● **Work task**: Your response should consist of every line below, reproduced without alteration.

Top of Excerpted records

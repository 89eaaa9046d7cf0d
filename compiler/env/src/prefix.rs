//! The signature prefixer.
//!
//! Converts the members of a signature into absolute paths below a root and
//! collects the substitution that rewrites references between siblings into
//! those absolute paths.

use crate::Session;
use hir::{Path, SigItem, Signature, Subst};
use std::rc::Rc;

/// A signature member together with its absolute path and runtime position.
pub(crate) struct PrefixedItem {
    pub(crate) item: SigItem,
    pub(crate) path: Path,
    /// The slot this member occupies in the runtime layout, if it occupies one.
    pub(crate) pos: Option<u32>,
}

pub(crate) struct Prefixing {
    pub(crate) items: Vec<PrefixedItem>,
    /// The incoming substitution extended with one mapping per type, module
    /// and module-type member, so later siblings resolve correctly.
    pub(crate) subst: Subst,
}

/// Prefix a signature's members with a root path.
///
/// Memoized per `(root, signature identity)` — but only for the identity
/// substitution: substituted results are not safely reusable by identity,
/// so any other substitution bypasses the cache.
pub(crate) fn prefix_signature(
    session: &Session,
    root: &Path,
    subst: &Subst,
    signature: &Rc<Signature>,
) -> Rc<Prefixing> {
    if !subst.is_identity() {
        return Rc::new(compute(root, subst, signature));
    }

    let key = (root.clone(), Rc::as_ptr(signature) as usize);

    if let Some(prefixing) = session.prefixings.borrow().get(&key) {
        session.stats.bump_prefix_cache_hits();
        return Rc::clone(prefixing);
    }

    let prefixing = Rc::new(compute(root, subst, signature));
    session
        .prefixings
        .borrow_mut()
        .insert(key, Rc::clone(&prefixing));

    prefixing
}

fn compute(root: &Path, subst: &Subst, signature: &Signature) -> Prefixing {
    let mut subst = subst.clone();
    let mut items = Vec::with_capacity(signature.len());
    let mut pos = 0;

    for item in signature {
        let ident = item.ident();
        let path = root.clone().dot(ident.name());

        match item {
            SigItem::Type(..) => subst.add_type(ident, path.clone()),
            SigItem::Module(..) => subst.add_module(ident, path.clone()),
            SigItem::ModuleType(..) => subst.add_module_type(ident, path.clone()),
            SigItem::Value(..)
            | SigItem::Extension(..)
            | SigItem::Class(..)
            | SigItem::ClassType(..) => {}
        }

        let position = item.occupies_slot().then(|| {
            let position = pos;
            pos += 1;
            position
        });

        items.push(PrefixedItem {
            item: item.clone(),
            path,
            pos: position,
        });
    }

    Prefixing { items, subst }
}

Bottom of Excerpted records

● **Output below**:
repository 89eaaa9046d7cf0d
filename compiler/env/src/prefix.rs
//! The signature prefixer.
//!
//! Converts the members of a signature into absolute paths below a root and
//! collects the substitution that rewrites references between siblings into
//! those absolute paths.

use crate::Session;
use hir::{Path, SigItem, Signature, Subst};
use std::rc::Rc;

/// A signature member together with its absolute path and runtime position.
pub(crate) struct PrefixedItem {
    pub(crate) item: SigItem,
    pub(crate) path: Path,
    /// The slot this member occupies in the runtime layout, if it occupies one.
    pub(crate) pos: Option<u32>,
}

pub(crate) struct Prefixing {
    pub(crate) items: Vec<PrefixedItem>,
    /// The incoming substitution extended with one mapping per type, module
    /// and module-type member, so later siblings resolve correctly.
    pub(crate) subst: Subst,
}

/// Prefix a signature's members with a root path.
///
/// Memoized per `(root, signature identity)` — but only for the identity
/// substitution: substituted results are not safely reusable by identity,
/// so any other substitution bypasses the cache.
pub(crate) fn prefix_signature(
    session: &Session,
    root: &Path,
    subst: &Subst,
    signature: &Rc<Signature>,
) -> Rc<Prefixing> {
    if !subst.is_identity() {
        return Rc::new(compute(root, subst, signature));
    }

    let key = (root.clone(), Rc::as_ptr(signature) as usize);

    if let Some(prefixing) = session.prefixings.borrow().get(&key) {
        session.stats.bump_prefix_cache_hits();
        return Rc::clone(prefixing);
    }

    let prefixing = Rc::new(compute(root, subst, signature));
    session
        .prefixings
        .borrow_mut()
        .insert(key, Rc::clone(&prefixing));

    prefixing
}

fn compute(root: &Path, subst: &Subst, signature: &Signature) -> Prefixing {
    let mut subst = subst.clone();
    let mut items = Vec::with_capacity(signature.len());
    let mut pos = 0;

    for item in signature {
        let ident = item.ident();
        let path = root.clone().dot(ident.name());

        match item {
            SigItem::Type(..) => subst.add_type(ident, path.clone()),
            SigItem::Module(..) => subst.add_module(ident, path.clone()),
            SigItem::ModuleType(..) => subst.add_module_type(ident, path.clone()),
            SigItem::Value(..)
            | SigItem::Extension(..)
            | SigItem::Class(..)
            | SigItem::ClassType(..) => {}
        }

        let position = item.occupies_slot().then(|| {
            let position = pos;
            pos += 1;
            position
        });

        items.push(PrefixedItem {
            item: item.clone(),
            path,
            pos: position,
        });
    }

    Prefixing { items, subst }
}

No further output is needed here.